Hawlin, S., “Reading Browning Intertextually: ‘A Toccata of Galuppi’s’ and ‘Ode on a Grecian Urn'”, Victorian Poetry 53.3 (Fall 2015), 263-279.

Robert Browning in 1865

Robert Browning in 1865

John Keats’s poetry was hardly known in the first two decades after his death in 1821, the period when the teenage Browning started to read his work. Gradually Keats became a more and more significant influence on Browning. This article is a study of ‘A Toccata of Galuppi’s’, one of the subtlest explorations in the nineteenth century of the complex relation between sensibility, perception, cult, and ideology. In Matthew Arnold’s terms, it stages a battle in one man’s consciousness between ‘hebrew’ and ‘hellene’. The poem’s speaker is a nineteenth-century Englishman, an amateur of science, with a pragmatic, progress-orientated mindset. Browning looks at an odd moment in his life when, hearing music by the Italian composer Baldassare Galuppi, he finds himself caught up in an erotic reverie of Venice in its eighteenth-century heyday. So, earnestness, moral sense, drive, all with a strong Protestant inflection, are suddenly disconcerted by a wider, more humanistic, more aesthetically-orientated quality of perception. In this reading of ‘A Toccata of Galuppi’s’ it emerges as a complex response to Keats’s ‘Ode on a Grecian Urn’ and a poem about interesting tensions of temperament and aesthetic feeling in the mid-Victorian period.

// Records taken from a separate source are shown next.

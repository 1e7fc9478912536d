//! Synchronous boundary to the external analyzer.
//!
//! The analyzer validates a grammar, parses code with it, and returns one
//! serialized result. [`AnalysisGateway`] owns the call and the decoding of
//! that result into an [`AnalysisResult`].

use peglint_diagnostics::Diagnostic;
use serde::{Deserialize, Serialize};
use thiserror::Error;

// ── Analyzer capability ─────────────────────────────────────────────────

/// The external lint capability: grammar text and code text in, serialized
/// result out.
///
/// Calls block the caller until the analyzer returns.
pub trait Analyzer {
    /// Analyze `grammar` and `code`, returning the raw serialized response.
    fn lint(&mut self, grammar: &str, code: &str) -> Result<String, AnalyzerError>;
}

impl<F> Analyzer for F
where
    F: FnMut(&str, &str) -> String,
{
    fn lint(&mut self, grammar: &str, code: &str) -> Result<String, AnalyzerError> {
        Ok(self(grammar, code))
    }
}

/// The analyzer could not produce a response at all.
#[derive(Debug, Error)]
#[error("{message}")]
pub struct AnalyzerError {
    message: String,
    #[source]
    source: Option<Box<dyn std::error::Error + Send + Sync>>,
}

impl AnalyzerError {
    /// An error with a message only.
    pub fn new(message: impl Into<String>) -> Self {
        Self {
            message: message.into(),
            source: None,
        }
    }

    /// An error caused by `source`.
    pub fn with_source(
        message: impl Into<String>,
        source: impl Into<Box<dyn std::error::Error + Send + Sync>>,
    ) -> Self {
        Self {
            message: message.into(),
            source: Some(source.into()),
        }
    }
}

// ── Result model ────────────────────────────────────────────────────────

/// Decoded analyzer output.
///
/// `code_diagnostics`, `ast` and `ast_optimized` only mean something when
/// `grammar_diagnostics` is empty.
#[derive(Debug, Clone, Default, PartialEq, Eq, Serialize, Deserialize)]
pub struct AnalysisResult {
    /// Grammar-level findings, in analyzer order.
    #[serde(rename = "grammar")]
    pub grammar_diagnostics: Vec<Diagnostic>,
    /// Code-level findings, in analyzer order.
    #[serde(rename = "code")]
    pub code_diagnostics: Vec<Diagnostic>,
    /// Rendered AST of the code.
    #[serde(default)]
    pub ast: String,
    /// Rendered AST after optimization.
    #[serde(default, rename = "astOptimized")]
    pub ast_optimized: String,
}

/// Why an analysis cycle produced no result.
#[non_exhaustive]
#[derive(Debug, Error)]
pub enum AnalysisError {
    /// The analyzer answered, but not with a decodable result.
    #[error("malformed analyzer response: {0}")]
    Protocol(#[source] serde_json::Error),

    /// The analyzer failed before answering.
    #[error("analyzer failed: {0}")]
    Analyzer(#[from] AnalyzerError),
}

impl AnalysisError {
    /// Returns `true` for [`AnalysisError::Protocol`].
    pub fn is_protocol(&self) -> bool {
        matches!(self, AnalysisError::Protocol(_))
    }
}

/// Decode a raw analyzer response.
pub fn decode_response(raw: &str) -> Result<AnalysisResult, AnalysisError> {
    serde_json::from_str(raw).map_err(AnalysisError::Protocol)
}

// ── Gateway ─────────────────────────────────────────────────────────────

/// Wraps a ready [`Analyzer`] and decodes its responses.
///
/// Construct it once the analyzer is available; the gateway never has to
/// wait for initialization.
#[derive(Debug)]
pub struct AnalysisGateway<A> {
    analyzer: A,
    invocations: u64,
}

impl<A: Analyzer> AnalysisGateway<A> {
    /// Wrap a ready analyzer.
    pub fn new(analyzer: A) -> Self {
        Self {
            analyzer,
            invocations: 0,
        }
    }

    /// Run the analyzer and decode its response.
    pub fn analyze(&mut self, grammar: &str, code: &str) -> Result<AnalysisResult, AnalysisError> {
        self.invocations += 1;
        let raw = self.analyzer.lint(grammar, code)?;
        decode_response(&raw)
    }

    /// Number of times the analyzer has been called.
    pub fn invocations(&self) -> u64 {
        self.invocations
    }
}

impl<A> AnalysisGateway<A> {
    /// Get a shared reference to the analyzer.
    pub fn analyzer(&self) -> &A {
        &self.analyzer
    }

    /// Get a mutable reference to the analyzer.
    pub fn analyzer_mut(&mut self) -> &mut A {
        &mut self.analyzer
    }

    /// Unwrap the gateway, returning the analyzer.
    pub fn into_inner(self) -> A {
        self.analyzer
    }
}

Victorian PoetryVictorian Poetry was founded in 1962 to further the aesthetic study of the poetry of the Victorian Period in Britain (1830-1914). It publishes articles from a broad range of theoretical and critical angles, including but not confined to new historicism, feminism, and social and cultural issues. Victorian Poetry is edited from the Department of English, West Virginia University.

Stefan Hawlin is Professor of English at Buckingham.